5 Ghee, or Clarified Butter (884 Calories)
Ghee (clarified butter) is what remains of butter after the water has been removed. Unsurprisingly, ghee has a calorie count of 884 calories per 100g, making it just as calorific as other oils. To make your own ghee, simply simmer butter over low heat until it stops bubbling (the bubbles are escaping steam). Ghee is much more suitable for frying than butter, so it makes a viable substitute for vegetable oil. Lactose intolerant people can eat clarified butter safely, since ghee is lactose-free. Like lard and tallow, ghee has a high smoke point.
6 Sour Cream (337 Calories)
Sour cream is one of the best substitutes for vegetable oil for making tasty dressings, dips, and some sauces. With “just” 337 calories per 100g, it has less than half the food energy of vegetable oil, and much more flavour.
7 Schmaltz (884 Calories)
Schmaltz is the poultry version of lard and tallow. Like lard and tallow, there are 884 calories per 100g in schmaltz. Don’t worry if you cannot find schmaltz in the shops, it is easy to make at home. Simply heat chicken, goose, or duck fat over low heat for about 5 hours to render the schmaltz. Schmaltz is traditionally used in Jewish cooking, where it serves the purpose of lard.
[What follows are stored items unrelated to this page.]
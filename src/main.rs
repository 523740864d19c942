//! Nutrition Tracker CLI
//!
//! Command-line front end over a file-backed store:
//! - Add and edit food entries
//! - List entries
//! - Draw calorie and protein charts
//! - Clear the list

use anyhow::Context;
use clap::{Parser, Subcommand};
use std::path::PathBuf;
use tracing_subscriber::{layer::SubscriberExt, util::SubscriberInitExt};

use nutrition_tracker::config::{generate_default_config, Config, LoggingConfig};
use nutrition_tracker::render::{render_chart, render_table};
use nutrition_tracker::store::{FileStore, FoodRepository};
use nutrition_tracker::tracker::{Action, Effect, Field, Nutrient, Session};

#[derive(Parser)]
#[command(name = "nutrition")]
#[command(version = env!("CARGO_PKG_VERSION"))]
#[command(about = "Track daily calories and protein against your targets")]
pub struct Cli {
    #[command(subcommand)]
    pub command: Commands,

    /// Config file (default: search the usual locations)
    #[arg(long, global = true)]
    pub config: Option<PathBuf>,

    /// Directory holding the stored food list
    #[arg(long, global = true)]
    pub data_dir: Option<PathBuf>,

    /// Daily calorie requirement
    #[arg(long, global = true)]
    pub calorie_req: Option<String>,

    /// Daily protein requirement
    #[arg(long, global = true)]
    pub protein_req: Option<String>,
}

#[derive(Subcommand)]
pub enum Commands {
    /// Add a food entry
    Add {
        /// Food name
        #[arg(long, default_value = "")]
        name: String,
        /// Amount eaten (grams)
        #[arg(long, default_value = "")]
        amount: String,
        /// Calories per gram
        #[arg(long, default_value = "")]
        calories_per_gm: String,
        /// Proteins per gram
        #[arg(long, default_value = "")]
        proteins_per_gm: String,
    },

    /// Rewrite an entry; fields not given keep their current value
    Edit {
        /// Row number as shown by `list`
        row: usize,
        #[arg(long)]
        name: Option<String>,
        #[arg(long)]
        amount: Option<String>,
        #[arg(long)]
        calories_per_gm: Option<String>,
        #[arg(long)]
        proteins_per_gm: Option<String>,
    },

    /// List all entries
    List,

    /// Draw intake charts
    Chart {
        /// Only this nutrient (calories, proteins)
        #[arg(short, long)]
        nutrient: Option<Nutrient>,
        /// Bar width in characters (10 to 400)
        #[arg(
            short,
            long,
            default_value = "50",
            value_parser = clap::value_parser!(u16).range(10..=400)
        )]
        width: u16,
    },

    /// Remove every entry
    Clear,

    /// Generate default config file
    Config {
        /// Output path (default: stdout)
        #[arg(short, long)]
        output: Option<PathBuf>,
    },
}

fn init_logging(config: &LoggingConfig) {
    let filter = tracing_subscriber::EnvFilter::new(
        std::env::var("RUST_LOG")
            .unwrap_or_else(|_| format!("nutrition_tracker={}", config.level)),
    );

    // Logs go to stderr; stdout carries tables and charts
    if config.format == "json" {
        tracing_subscriber::registry()
            .with(filter)
            .with(tracing_subscriber::fmt::layer().json().with_writer(std::io::stderr))
            .init();
    } else {
        tracing_subscriber::registry()
            .with(filter)
            .with(tracing_subscriber::fmt::layer().with_writer(std::io::stderr))
            .init();
    }
}

fn main() -> anyhow::Result<()> {
    let Cli {
        command,
        config: config_path,
        data_dir,
        calorie_req,
        protein_req,
    } = Cli::parse();

    let mut config = match &config_path {
        Some(path) => Config::load_with_env(path)?,
        None => Config::load_default(),
    };
    if let Some(dir) = data_dir {
        config.storage.data_dir = dir.to_string_lossy().to_string();
    }

    init_logging(&config.logging);

    let data_dir = config.data_dir();
    tracing::debug!("Data directory: {:?}", data_dir);
    let repo = FoodRepository::with_key(FileStore::new(&data_dir), config.storage.key.clone());

    match command {
        Commands::Config { output } => {
            let content = generate_default_config();
            match output {
                Some(path) => {
                    std::fs::write(&path, content)
                        .with_context(|| format!("writing config to {:?}", path))?;
                    println!("Config written to {:?}", path);
                }
                None => print!("{}", content),
            }
            Ok(())
        }
        command => {
            let mut session = Session::with_repository(repo, config.requirements());

            // Requirement flags go through the same field path as the form inputs
            if let Some(req) = calorie_req {
                session.change_field(Field::CalorieReq.as_str(), req)?;
            }
            if let Some(req) = protein_req {
                session.change_field(Field::ProteinReq.as_str(), req)?;
            }

            run(command, &mut session)
        }
    }
}

fn run(command: Commands, session: &mut Session<FileStore>) -> anyhow::Result<()> {
    match command {
        Commands::Add {
            name,
            amount,
            calories_per_gm,
            proteins_per_gm,
        } => {
            let fields = [
                (Field::Name, name),
                (Field::Amount, amount),
                (Field::CaloriesPerGm, calories_per_gm),
                (Field::ProteinsPerGm, proteins_per_gm),
            ];
            for (field, value) in fields {
                session.dispatch(Action::FieldChanged { field, value })?;
            }
            submit(session, "Added")?;
        }

        Commands::Edit {
            row,
            name,
            amount,
            calories_per_gm,
            proteins_per_gm,
        } => {
            session.edit_row(row)?;
            let overrides = [
                (Field::Name, name),
                (Field::Amount, amount),
                (Field::CaloriesPerGm, calories_per_gm),
                (Field::ProteinsPerGm, proteins_per_gm),
            ];
            for (field, value) in overrides {
                if let Some(value) = value {
                    session.dispatch(Action::FieldChanged { field, value })?;
                }
            }
            submit(session, "Updated")?;
        }

        Commands::List => {
            if session.foods().is_empty() {
                println!("No entries");
            } else {
                print!("{}", render_table(session.foods()));
            }
        }

        Commands::Chart { nutrient, width } => {
            let nutrients = match nutrient {
                Some(n) => vec![n],
                None => Nutrient::all().to_vec(),
            };
            for (i, n) in nutrients.into_iter().enumerate() {
                if i > 0 {
                    println!();
                }
                print!("{}", render_chart(&session.chart(n), width as usize));
            }
        }

        Commands::Clear => {
            let count = session.foods().len();
            session.dispatch(Action::ClearAll)?;
            println!("Cleared {} entries", count);
        }

        Commands::Config { .. } => {
            tracing::debug!("Config generation needs no session");
        }
    }

    Ok(())
}

fn submit(session: &mut Session<FileStore>, verb: &str) -> anyhow::Result<()> {
    let cursor = session.state().edit_cursor;
    match session.dispatch(Action::Submit)? {
        Effect::SaveFoods => {
            let index = cursor.unwrap_or(session.foods().len() - 1);
            let entry = &session.foods()[index];
            println!(
                "{} {}: {:.2} kcal, {:.2} g protein",
                verb, entry.name, entry.total_calories, entry.total_proteins
            );
        }
        _ => println!("Entry ignored: name, amount, calories and proteins are all required"),
    }
    Ok(())
}

#[cfg(test)]
mod tests {
    use super::*;

    #[test]
    fn test_chart_width_is_bounded() {
        let cli = Cli::try_parse_from(["nutrition", "chart", "--width", "80"]).unwrap();
        assert!(matches!(cli.command, Commands::Chart { width: 80, .. }));

        assert!(Cli::try_parse_from(["nutrition", "chart", "--width", "100000000000"]).is_err());
        assert!(Cli::try_parse_from(["nutrition", "chart", "--width", "401"]).is_err());
    }
}
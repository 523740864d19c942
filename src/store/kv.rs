//! Key-value backends
//!
//! The tracker persists through a tiny `get/set/delete` interface so the
//! backing medium (browser storage, a directory of files, memory) can be
//! swapped without touching the reducer or the repository.

use std::cell::RefCell;
use std::collections::HashMap;
use std::fs;
use std::io::ErrorKind;
use std::path::{Path, PathBuf};
use std::rc::Rc;

use super::error::{StoreError, StoreResult};

/// Synchronous string key-value store
pub trait KeyValueStore {
    /// Read the value stored under `key`, `None` if absent
    fn get(&self, key: &str) -> StoreResult<Option<String>>;

    /// Overwrite the value stored under `key`
    fn set(&self, key: &str, value: &str) -> StoreResult<()>;

    /// Remove `key`. Removing a missing key succeeds.
    fn delete(&self, key: &str) -> StoreResult<()>;
}

/// In-memory store
///
/// Clones share the same backing map, which lets tests drop a session and
/// "reload" from what it wrote.
#[derive(Debug, Clone, Default)]
pub struct MemoryStore {
    entries: Rc<RefCell<HashMap<String, String>>>,
}

impl MemoryStore {
    pub fn new() -> Self {
        Self::default()
    }

    /// Number of keys currently stored
    pub fn len(&self) -> usize {
        self.entries.borrow().len()
    }

    pub fn is_empty(&self) -> bool {
        self.entries.borrow().is_empty()
    }
}

impl KeyValueStore for MemoryStore {
    fn get(&self, key: &str) -> StoreResult<Option<String>> {
        Ok(self.entries.borrow().get(key).cloned())
    }

    fn set(&self, key: &str, value: &str) -> StoreResult<()> {
        self.entries
            .borrow_mut()
            .insert(key.to_string(), value.to_string());
        Ok(())
    }

    fn delete(&self, key: &str) -> StoreResult<()> {
        self.entries.borrow_mut().remove(key);
        Ok(())
    }
}

/// File-backed store: one `<key>.json` file per key inside `data_dir`
#[derive(Debug, Clone)]
pub struct FileStore {
    data_dir: PathBuf,
}

impl FileStore {
    /// Create a store rooted at `data_dir`. The directory is created lazily on
    /// the first write.
    pub fn new(data_dir: impl Into<PathBuf>) -> Self {
        Self {
            data_dir: data_dir.into(),
        }
    }

    pub fn data_dir(&self) -> &Path {
        &self.data_dir
    }

    fn path_for(&self, key: &str) -> StoreResult<PathBuf> {
        let valid = !key.is_empty()
            && key
                .chars()
                .all(|c| c.is_ascii_alphanumeric() || c == '_' || c == '-');
        if !valid {
            return Err(StoreError::InvalidKey(key.to_string()));
        }
        Ok(self.data_dir.join(format!("{}.json", key)))
    }
}

impl KeyValueStore for FileStore {
    fn get(&self, key: &str) -> StoreResult<Option<String>> {
        let path = self.path_for(key)?;
        match fs::read_to_string(&path) {
            Ok(content) => Ok(Some(content)),
            Err(e) if e.kind() == ErrorKind::NotFound => Ok(None),
            Err(e) => Err(e.into()),
        }
    }

    fn set(&self, key: &str, value: &str) -> StoreResult<()> {
        let path = self.path_for(key)?;
        fs::create_dir_all(&self.data_dir)?;

        // Write-then-rename so a crash mid-write never leaves a truncated list
        let tmp = path.with_extension("json.tmp");
        fs::write(&tmp, value)?;
        fs::rename(&tmp, &path)?;

        tracing::trace!("Wrote {} bytes to {:?}", value.len(), path);
        Ok(())
    }

    fn delete(&self, key: &str) -> StoreResult<()> {
        let path = self.path_for(key)?;
        match fs::remove_file(&path) {
            Ok(()) => Ok(()),
            Err(e) if e.kind() == ErrorKind::NotFound => Ok(()),
            Err(e) => Err(e.into()),
        }
    }
}
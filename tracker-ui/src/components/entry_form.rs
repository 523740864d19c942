//! Entry Form Component
//!
//! Form for adding a food or rewriting the one being edited.

use leptos::*;
use nutrition_tracker::tracker::{Action, AppState, Field, FormDraft};

use super::FieldInput;
use crate::state::use_global_state;

/// Four-field entry form with submit and reset
#[component]
pub fn EntryForm() -> impl IntoView {
    let state = use_global_state();
    let app = state.app;

    let state_for_submit = state.clone();
    let on_submit = move |ev: ev::SubmitEvent| {
        ev.prevent_default();
        state_for_submit.dispatch(Action::Submit);
    };

    let state_for_reset = state;
    let on_reset = move |_| state_for_reset.dispatch(Action::Reset);

    view! {
        <form
            on:submit=on_submit
            class="bg-white p-6 rounded-xl shadow-md w-full max-w-md space-y-4"
        >
            <FieldInput
                field=Field::Name
                input_type="text"
                placeholder="Food Name"
                value=draft_signal(app, |d| &d.name)
            />
            <FieldInput
                field=Field::Amount
                input_type="number"
                placeholder="Amount (gms)"
                value=draft_signal(app, |d| &d.amount)
            />
            <FieldInput
                field=Field::CaloriesPerGm
                input_type="number"
                placeholder="Calories per gm"
                value=draft_signal(app, |d| &d.calories_per_gm)
            />
            <FieldInput
                field=Field::ProteinsPerGm
                input_type="number"
                placeholder="Proteins per gm"
                value=draft_signal(app, |d| &d.proteins_per_gm)
            />

            <div class="flex gap-2">
                <button
                    type="submit"
                    class="flex-1 bg-blue-600 text-white py-2 rounded hover:bg-blue-700"
                >
                    {move || app.with(|s| s.submit_label())}
                </button>
                <button
                    type="button"
                    on:click=on_reset
                    class="flex-1 bg-gray-300 text-gray-800 py-2 rounded hover:bg-gray-400"
                >
                    "Reset"
                </button>
            </div>
        </form>
    }
}

/// One draft field as a derived signal
fn draft_signal(app: RwSignal<AppState>, pick: fn(&FormDraft) -> &String) -> Signal<String> {
    Signal::derive(move || app.with(|s| pick(&s.draft).clone()))
}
Schmaltz has a distinct rich flavour and a high smoke point, making it ideal for deep frying.
8 Pureed Fruits make good substitutes for vegetable oil
Perhaps surprisingly, mashed, or pureed fruit may be used as a substitute for vegetable oil when baking (margarine is vegetable oil). Whilst there is hardly any fat in fruit, the texture, moisture retention, and binding properties of blended fruit serve the same purposes of oil in baking. Pureed apple or applesauce works particularly well as a one to one substitute for vegetable oil when baking muffins and cookies. The calorie count will vary depending on the fruit used, but expect apple to be in the 56 calories/100g range.
Honourable Mention: Cold-Pressed and Virgin Vegetable Oils
You cannot truly substitute vegetable oil for vegetable oil, but it is worth noting the difference between cold-pressed and industrially manufactured vegetable oil. Basic equipment and simple methods make cold-pressed vegetable oils, unlike the rigorously manipulated vegetable oils found in the mass-market. Simple squeezing and filtering of oil-rich plant matter like olives, palm fruit, macadamia nuts, and coconuts release the oil. Nothing is added to the oil and it is not artificially hydrogenated, deodorised, purified, blended, or preserved. Such oils have about 880 calories per 100g and will not keep as long, or taste as neutral, or cook as consistently as mass-market vegetable oil.